Securities code: 300353 securities abbreviation: Kyland Technology Co.Ltd(300353) announcement Code: 2022-005 Kyland Technology Co.Ltd(300353)
Announcement on the resolutions of the 24th Meeting of the 5th board of supervisors
The company and all members of the board of supervisors guarantee that the information disclosed is true, accurate and complete without false records, misleading statements or major omissions.
1、 Meetings held
Kyland Technology Co.Ltd(300353) (hereinafter referred to as "the company") held the 24th Meeting of the 5th board of supervisors in the form of on-site meeting on January 25, 2022. This meeting is an interim meeting of the board of supervisors. The notice of the meeting was sent by e-mail on January 22, 2022. The company has 3 supervisors and 3 actually present supervisors. The meeting was presided over by Ms. Wang Ailian, chairman of the board of supervisors. The meeting was held in accordance with the company law of the people's Republic of China, the articles of association and relevant laws and regulations.
2、 Voting at the meeting
After careful deliberation by the supervisors attending the meeting, the following proposals were adopted by open ballot:
(I) deliberated and passed the proposal on the general election of the board of supervisors and the nomination of candidates for non employee representative supervisors of the sixth board of supervisors
Since the term of office of the Fifth Board of supervisors of the company is about to expire, in order to ensure the normal operation of the board of supervisors of the company, in accordance with the company law, the securities law, the Listing Rules of GEM stocks of Shenzhen Stock Exchange, the self regulatory guidelines for listed companies of Shenzhen Stock Exchange No. 2 - standardized operation of GEM listed companies and other laws According to the relevant provisions of laws and regulations, normative documents and the articles of association, the board of supervisors of the company plans to hold a general election.

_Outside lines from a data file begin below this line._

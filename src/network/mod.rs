//! HTTP networking module
//!
//! Provides the HTTP client used for the search and autocomplete endpoints.

mod client;
mod user_agent;

pub use client::{HttpClient, JsonResponse};
pub use user_agent::client_user_agent;
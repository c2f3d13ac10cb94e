//! Search execution against the backend's JSON endpoint

use super::models::{SearchOptions, SearchRequest};
use crate::error::ClientError;
use crate::network::HttpClient;
use crate::preferences::Preferences;
use crate::privacy::TrackerRemover;
use crate::results::SearchResponse;
use std::time::Instant;
use tracing::{debug, error, info, warn};

/// Issues `/search` requests and normalizes the responses
#[derive(Clone)]
pub struct SearchClient {
    client: HttpClient,
    tracker_remover: Option<TrackerRemover>,
}

impl SearchClient {
    pub fn new(client: HttpClient) -> Self {
        Self {
            client,
            tracker_remover: None,
        }
    }

    /// Strip tracking parameters from result URLs
    pub fn with_tracker_removal(mut self, enabled: bool) -> Self {
        self.tracker_remover = enabled.then(TrackerRemover::new);
        self
    }

    /// Search; failures come back as an empty response with `error` set
    pub async fn search(
        &self,
        query: &str,
        prefs: &Preferences,
        options: &SearchOptions,
    ) -> SearchResponse {
        let request = SearchRequest::resolve(query, prefs, options);
        match self.execute(&request).await {
            Ok(response) => response,
            Err(e) => {
                if e.is_status() {
                    warn!("Search error: {}", e);
                } else {
                    error!("Search error: {}", e);
                }
                SearchResponse::failed(request.query, request.pageno, e.to_string())
            }
        }
    }

    /// Search, surfacing the typed error
    pub async fn try_search(
        &self,
        query: &str,
        prefs: &Preferences,
        options: &SearchOptions,
    ) -> Result<SearchResponse, ClientError> {
        self.execute(&SearchRequest::resolve(query, prefs, options)).await
    }

    /// Execute an already resolved request
    pub async fn execute(&self, request: &SearchRequest) -> Result<SearchResponse, ClientError> {
        let url = request.url()?;
        debug!("Searching {}", url);
        let start = Instant::now();

        let response = self
            .client
            .get_json(&request.endpoint(), &request.params(), Some(&request.language))
            .await?;

        let mut normalized = SearchResponse::from_body(&request.query, request.pageno, &response.body);
        if let Some(ref remover) = self.tracker_remover {
            for result in normalized.results.iter_mut() {
                if let std::borrow::Cow::Owned(cleaned) = remover.clean_url(&result.url) {
                    result.url = cleaned;
                }
            }
        }

        info!(
            "Search '{}' page {} returned {} results in {}ms",
            request.query,
            request.pageno,
            normalized.results.len(),
            start.elapsed().as_millis()
        );

        Ok(normalized)
    }
}

#[cfg(test)]
mod tests {
    use super::*;
    use crate::preferences::SafeSearch;
    use serde_json::json;
    use wiremock::matchers::{method, path, query_param};
    use wiremock::{Mock, MockServer, ResponseTemplate};

    fn prefs_for(server: &MockServer) -> Preferences {
        Preferences {
            backend: server.uri(),
            ..Default::default()
        }
    }

    fn client() -> SearchClient {
        SearchClient::new(HttpClient::new().unwrap())
    }

    #[tokio::test]
    async fn test_search_sends_merged_params() {
        let server = MockServer::start().await;
        Mock::given(method("GET"))
            .and(path("/search"))
            .and(query_param("q", "rust"))
            .and(query_param("format", "json"))
            .and(query_param("language", "es"))
            .and(query_param("pageno", "2"))
            .and(query_param("categories", "it"))
            .and(query_param("safesearch", "0"))
            .respond_with(ResponseTemplate::new(200).set_body_json(json!({
                "results": [{"title": "Rust", "url": "https://rust-lang.org", "content": "fast"}],
                "suggestions": ["rust book"],
            })))
            .expect(1)
            .mount(&server)
            .await;

        let mut prefs = prefs_for(&server);
        prefs.language = "es".to_string();
        prefs.categories = "it".to_string();
        let options = SearchOptions::default()
            .with_page(2)
            .with_safe_search(SafeSearch::Off);

        let response = client().search("rust", &prefs, &options).await;
        assert!(!response.is_error());
        assert_eq!(response.query, "rust");
        assert_eq!(response.page, 2);
        assert_eq!(response.results[0].snippet, "fast");
        assert_eq!(response.suggestions, vec!["rust book"]);
    }

    #[tokio::test]
    async fn test_http_error_becomes_error_response() {
        let server = MockServer::start().await;
        Mock::given(method("GET"))
            .and(path("/search"))
            .respond_with(ResponseTemplate::new(503))
            .mount(&server)
            .await;

        let response = client()
            .search("rust", &prefs_for(&server), &SearchOptions::default())
            .await;
        assert_eq!(response.error.as_deref(), Some("Search failed: 503"));
        assert!(response.results.is_empty());
        assert_eq!(response.page, 1);
    }

    #[tokio::test]
    async fn test_invalid_json_is_an_error() {
        let server = MockServer::start().await;
        Mock::given(method("GET"))
            .and(path("/search"))
            .respond_with(ResponseTemplate::new(200).set_body_string("<html>nope</html>"))
            .mount(&server)
            .await;

        let result = client()
            .try_search("rust", &prefs_for(&server), &SearchOptions::default())
            .await;
        assert!(matches!(result, Err(ClientError::Decode(_))));
    }

    #[tokio::test]
    async fn test_unreachable_backend() {
        let prefs = Preferences {
            backend: "http://127.0.0.1:9".to_string(),
            ..Default::default()
        };
        let response = client().search("rust", &prefs, &SearchOptions::default()).await;
        assert!(response.is_error());
    }

    #[tokio::test]
    async fn test_tracker_removal() {
        let server = MockServer::start().await;
        Mock::given(method("GET"))
            .and(path("/search"))
            .respond_with(ResponseTemplate::new(200).set_body_json(json!({
                "results": [{"title": "T", "url": "https://shop.example/item?id=4&utm_source=searx"}],
            })))
            .mount(&server)
            .await;

        let response = client()
            .with_tracker_removal(true)
            .search("item", &prefs_for(&server), &SearchOptions::default())
            .await;
        assert_eq!(response.results[0].url, "https://shop.example/item?id=4");
    }
}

The 5th board of supervisors of the company nominated Ms. Guo Liping and Mr. Li can as candidates for non employee representative supervisors of the 6th board of supervisors of the company. The term of office is three years from the date of deliberation and approval by the general meeting of shareholders of the company.
For details, see the announcement on the general election of the board of supervisors published on the gem information disclosure website designated by the CSRC on the same day.
The proposal adopts the method of voting item by item for the nomination of each candidate. The specific voting results are as follows:
1. Ms. Guo Liping is nominated as the candidate of non employee representative supervisor of the sixth board of supervisors of the company
Voting results: the number of affirmative votes is 3, the number of negative votes is 0, and the number of abstention votes is 0.
2. Nominate Mr. Li can as the candidate of non employee representative supervisor of the 5th board of supervisors of the company
Voting results: the number of affirmative votes is 3, the number of negative votes is 0, and the number of abstention votes is 0.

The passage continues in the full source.